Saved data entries

=== Section Start ===

//! HTML-structure adapter.
//!
//! Builds the [`Document`] model from notebook HTML using `html5ever` with the
//! reference-counted DOM from `markup5ever_rcdom`. Parsing is lenient; malformed
//! markup yields whatever structure the HTML5 tree builder recovers.

use html5ever::parse_document as parse_html;
use html5ever::tendril::TendrilSink;
use markup5ever_rcdom::{Handle, NodeData, RcDom};

use crate::document::{Block, Content, Document, Heading, Inline, Link, List, Row, Table};

/// Parses an HTML body (fragment or full document) into a [`Document`].
#[must_use]
pub fn parse_document(html: &str) -> Document {
    let dom = parse_html(RcDom::default(), Default::default()).one(html);
    let mut blocks = Vec::new();
    collect_blocks(&dom.document, &mut blocks);
    Document { blocks }
}

/// Replaces each configured person name with `Anonymous Person<n>`, `n` counting from 1.
#[must_use]
pub fn pseudonymize(body: &str, names: &[String]) -> String {
    let mut out = body.to_owned();
    for (i, name) in names.iter().enumerate().filter(|(_, n)| !n.is_empty()) {
        out = out.replace(name.as_str(), &format!("Anonymous Person{}", i + 1));
    }
    out
}

enum Kind {
    Heading(u8),
    Paragraph,
    List(bool),
    Table,
    Container,
    Skip,
    Inline,
}

fn kind(tag: &str) -> Kind {
    match tag {
        "h1" => Kind::Heading(1),
        "h2" => Kind::Heading(2),
        "h3" => Kind::Heading(3),
        "h4" => Kind::Heading(4),
        "h5" => Kind::Heading(5),
        "h6" => Kind::Heading(6),
        "p" | "pre" | "blockquote" | "figcaption" | "dt" | "dd" => Kind::Paragraph,
        "ul" => Kind::List(false),
        "ol" => Kind::List(true),
        "table" => Kind::Table,
        "html" | "body" | "div" | "section" | "article" | "main" | "header" | "footer"
        | "nav" | "aside" | "figure" | "dl" | "center" => Kind::Container,
        "head" | "script" | "style" | "template" | "noscript" | "title" | "meta" | "link" => {
            Kind::Skip
        }
        _ => Kind::Inline,
    }
}

fn element_name(handle: &Handle) -> Option<String> {
    match &handle.data {
        NodeData::Element { name, .. } => Some(name.local.to_string()),
        _ => None,
    }
}

fn attribute(handle: &Handle, attr: &str) -> Option<String> {
    match &handle.data {
        NodeData::Element { attrs, .. } => attrs
            .borrow()
            .iter()
            .find(|a| &*a.name.local == attr)
            .map(|a| a.value.to_string()),
        _ => None,
    }
}

fn collect_blocks(handle: &Handle, out: &mut Vec<Block>) {
    let mut pending: Vec<Inline> = Vec::new();
    for child in handle.children.borrow().iter() {
        match &child.data {
            NodeData::Text { contents } => push_text(&mut pending, &contents.borrow()),
            NodeData::Element { .. } => {
                let tag = element_name(child).unwrap_or_default();
                match kind(&tag) {
                    Kind::Inline => push_inline_element(child, &tag, &mut pending),
                    Kind::Skip => {}
                    Kind::Container => {
                        flush(&mut pending, out);
                        collect_blocks(child, out);
                    }
                    _ => {
                        flush(&mut pending, out);
                        if let Some(block) = block(child, &tag) {
                            out.push(block);
                        }
                    }
                }
            }
            _ => {}
        }
    }
    flush(&mut pending, out);
}

fn flush(pending: &mut Vec<Inline>, out: &mut Vec<Block>) {
    let blank = pending.iter().all(|i| match i {
        Inline::Text(t) => t.trim().is_empty(),
        _ => false,
    });
    if !blank {
        out.push(Block::Paragraph(Content::new(std::mem::take(pending))));
    }
    pending.clear();
}

fn block(handle: &Handle, tag: &str) -> Option<Block> {
    match kind(tag) {
        Kind::Heading(level) => Some(Block::Heading(Heading {
            level,
            content: inline_content(handle),
        })),
        Kind::Paragraph => Some(Block::Paragraph(inline_content(handle))),
        Kind::List(ordered) => Some(Block::List(list(handle, ordered))),
        Kind::Table => Some(Block::Table(table(handle))),
        _ => None,
    }
}

fn list(handle: &Handle, ordered: bool) -> List {
    let items = handle
        .children
        .borrow()
        .iter()
        .filter(|c| element_name(c).as_deref() == Some("li"))
        .map(inline_content)
        .collect();
    List { ordered, items }
}

fn table(handle: &Handle) -> Table {
    let mut rows = Vec::new();
    collect_rows(handle, &mut rows);
    Table { rows }
}

fn collect_rows(handle: &Handle, rows: &mut Vec<Row>) {
    for child in handle.children.borrow().iter() {
        match element_name(child).as_deref() {
            Some("tr") => {
                let cells = child
                    .children
                    .borrow()
                    .iter()
                    .filter(|c| matches!(element_name(c).as_deref(), Some("td" | "th")))
                    .map(inline_content)
                    .collect();
                rows.push(Row { cells });
            }
            Some("thead" | "tbody" | "tfoot") => collect_rows(child, rows),
            _ => {}
        }
    }
}

fn inline_content(handle: &Handle) -> Content {
    let mut inlines = Vec::new();
    collect_inlines(handle, &mut inlines);
    Content::new(inlines)
}

fn collect_inlines(handle: &Handle, out: &mut Vec<Inline>) {
    for child in handle.children.borrow().iter() {
        match &child.data {
            NodeData::Text { contents } => push_text(out, &contents.borrow()),
            NodeData::Element { .. } => {
                let tag = element_name(child).unwrap_or_default();
                match kind(&tag) {
                    Kind::Inline => push_inline_element(child, &tag, out),
                    Kind::Skip => {}
                    Kind::Container => {
                        let mut blocks = Vec::new();
                        collect_blocks(child, &mut blocks);
                        out.extend(blocks.into_iter().map(|b| Inline::Block(Box::new(b))));
                    }
                    _ => {
                        if let Some(block) = block(child, &tag) {
                            out.push(Inline::Block(Box::new(block)));
                        }
                    }
                }
            }
            _ => {}
        }
    }
}

fn push_inline_element(handle: &Handle, tag: &str, out: &mut Vec<Inline>) {
    if tag == "a" {
        out.push(Inline::Link(Link {
            href: attribute(handle, "href").unwrap_or_default(),
            content: inline_content(handle),
        }));
    } else {
        // Formatting elements (span, strong, em, sub, sup, ...) are flattened.
        collect_inlines(handle, out);
    }
}

fn push_text(out: &mut Vec<Inline>, text: &str) {
    if let Some(Inline::Text(last)) = out.last_mut() {
        last.push_str(text);
    } else {
        out.push(Inline::Text(text.to_owned()));
    }
}

#[cfg(test)]
mod tests {
    use super::*;

    const BODY: &str = r#"
<h1>General information</h1>
<table><tbody>
  <tr><td>Researcher</td><td>Jane Doe</td></tr>
  <tr><td>Objective</td><td>Measure <strong>calcium</strong></td></tr>
</tbody></table>
<h1>Protocol</h1>
<h2>Preparation</h2>
<ul><li><a href="Database/Chemical - PBS.html">PBS</a> LOT 123</li></ul>
<table>
  <tr><th>Description</th><th>Start</th></tr>
  <tr><td>Wash cells<ul><li>one</li><li>two<ol><li>deep</li></ol></li></ul></td><td>10:00</td></tr>
</table>
<script>alert(1)</script>
"#;

    #[test]
    fn block_structure() {
        let doc = parse_document(BODY);
        let kinds: Vec<&str> = doc
            .blocks
            .iter()
            .map(|b| match b {
                Block::Heading(_) => "h",
                Block::Paragraph(_) => "p",
                Block::List(_) => "l",
                Block::Table(_) => "t",
            })
            .collect();
        assert_eq!(kinds, ["h", "t", "h", "h", "l", "t"]);
    }

    #[test]
    fn table_cells_and_inline_flattening() {
        let doc = parse_document(BODY);
        let table = doc.first_table().map(|t| t.rows.clone()).unwrap_or_default();
        assert_eq!(table.len(), 2);
        assert_eq!(table[1].cells[1].text(), "Measure calcium");
    }

    #[test]
    fn nested_lists_in_cells_are_kept() {
        let doc = parse_document(BODY);
        let steps = doc.blocks[5].as_table().map(|t| t.rows.clone()).unwrap_or_default();
        let description = &steps[1].cells[0];
        assert!(description.has_nested_list());
        assert_eq!(description.fragments().len(), 3);
        assert_eq!(steps[1].cells[1].text(), "10:00");
    }

    #[test]
    fn links_carry_href() {
        let doc = parse_document(BODY);
        let list = doc.blocks[4].as_list().map(|l| l.items.clone()).unwrap_or_default();
        let links = list[0].links();
        assert_eq!(links.len(), 1);
        assert_eq!(links[0].href, "Database/Chemical - PBS.html");
        assert_eq!(list[0].text_without_links().trim(), "LOT 123");
    }

    #[test]
    fn pseudonymize_numbers_from_one() {
        let names = vec!["Jane Doe".to_owned(), "John Roe".to_owned()];
        let out = pseudonymize("Jane Doe and John Roe", &names);
        assert_eq!(out, "Anonymous Person1 and Anonymous Person2");
    }
}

=== Section End ===

▶ **What is being asked**
Each line from the top of the records above through the line containing "pub fn parse_document(html: &str)" needs to be transcribed exactly, and no line after it.

▶ **Your response**
//! HTML-structure adapter.
//!
//! Builds the [`Document`] model from notebook HTML using `html5ever` with the
//! reference-counted DOM from `markup5ever_rcdom`. Parsing is lenient; malformed
//! markup yields whatever structure the HTML5 tree builder recovers.

use html5ever::parse_document as parse_html;
use html5ever::tendril::TendrilSink;
use markup5ever_rcdom::{Handle, NodeData, RcDom};

use crate::document::{Block, Content, Document, Heading, Inline, Link, List, Row, Table};

/// Parses an HTML body (fragment or full document) into a [`Document`].
#[must_use]
pub fn parse_document(html: &str) -> Document {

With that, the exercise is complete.